"WikiLeaks 2010: A Glimpse of the Future?"
Discussion Paper 2011-10, Science, Technology, and Public Policy Program, Belfer Center for Science and International Affairs, Harvard Kennedy School
August 2011
Author: Tim Maurer
Belfer Center Programs or Projects: Explorations in Cyber International Relations; Information and Communications Technology and Public Policy; Science, Technology, and Public Policy
ABSTRACT
The recent publications on WikiLeaks reveal a story about money, fame, sex, underground hackers, and betrayal. But it also involves fundamental questions regarding cyber-security and foreign policy.

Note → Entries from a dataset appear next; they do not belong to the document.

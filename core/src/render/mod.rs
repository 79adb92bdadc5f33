pub mod frame;
pub mod rasterizer;

pub use frame::{Primitive, RenderedFrame, ScreenPoint, Shape};
pub use rasterizer::Rasterizer;
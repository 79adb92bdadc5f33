use radarcore::feed::VehicleRecord;

/// The static snapshot handed to visualizers.
#[derive(Debug, Clone, Default, PartialEq)]
pub struct SnapshotModel {
    pub records: Vec<VehicleRecord>,
}

impl SnapshotModel {
    pub fn new(records: Vec<VehicleRecord>) -> Self {
        Self { records }
    }

    /// Pretty JSON array, the same payload `/data.json` serves.
    pub fn to_json_pretty(&self) -> serde_json::Result<String> {
        serde_json::to_string_pretty(&self.records)
    }
}
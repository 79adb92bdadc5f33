use crate::prelude::{Rgb, SceneConfig};
use crate::scene::{PerspectiveCamera, RadarGrid, SceneGraph, VisualEntity};

/// Everything the frame loop mutates or reads, owned by one controller.
#[derive(Debug, Clone)]
pub struct SimulationState {
    grid: RadarGrid,
    entities: Vec<VisualEntity>,
    scene: SceneGraph,
    camera: PerspectiveCamera,
    config: SceneConfig,
}

impl SimulationState {
    pub fn new(
        grid: RadarGrid,
        entities: Vec<VisualEntity>,
        scene: SceneGraph,
        camera: PerspectiveCamera,
        config: SceneConfig,
    ) -> Self {
        Self {
            grid,
            entities,
            scene,
            camera,
            config,
        }
    }

    pub fn grid(&self) -> &RadarGrid {
        &self.grid
    }

    pub fn entities(&self) -> &[VisualEntity] {
        &self.entities
    }

    pub fn scene(&self) -> &SceneGraph {
        &self.scene
    }

    pub fn camera(&self) -> &PerspectiveCamera {
        &self.camera
    }

    pub fn config(&self) -> &SceneConfig {
        &self.config
    }

    pub fn step_size(&self) -> f32 {
        self.config.step
    }

    /// Moves every entity by one fixed step. No bounds, no removal.
    pub(crate) fn advance(&mut self) {
        let step = self.config.step;
        for entity in &mut self.entities {
            entity.advance(step);
        }
    }

    /// Copies entity positions into their meshes; `warned[i]` repaints entity `i`.
    pub(crate) fn sync_scene(&mut self, warned: &[bool]) {
        let normal = Rgb::from_hex(self.config.vehicle_color);
        let warning = Rgb::from_hex(self.config.warning_color);
        for (idx, entity) in self.entities.iter().enumerate() {
            if let Some(mesh) = self.scene.get_mut(entity.node()) {
                mesh.transform.position = entity.position();
                mesh.material.color = if warned.get(idx).copied().unwrap_or(false) {
                    warning
                } else {
                    normal
                };
            }
        }
    }
}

This paper argues WikiLeaks is only the symptom of a new, larger problem which is the result of technological advances that allow a large quantity of data to be 'stolen' at low or no cost by one or more individuals and to be potentially made public and to go 'viral', spreading exponentially online. From this flows my assessment that the unprecedented quantity constitutes a new quality, "a difference in quantity is a difference in kind." Therefore, we need to delink WikiLeaks from Julian Assange for a serious discussion of the policy implications. Assange, himself, could represent the revival of a modern version of anarchism challenging governmental authority. First, I outline a conceptualization of the process of leaking. This part weaves the chronology of WikiLeaks into the discussion of the source, publisher, and an examination of the role of mainstream media, including references to Daniel Ellsberg and the Pentagon Papers. In the second part I enlarge the frame to look at the issues that emerge once a leak has occurred and the government's response. Third, I examine the cyber-security implications since WikiLeaks' early releases only brought to public light what seems to already be known in the shadow world of government espionage, raising larger questions about cyber-security and foreign threats.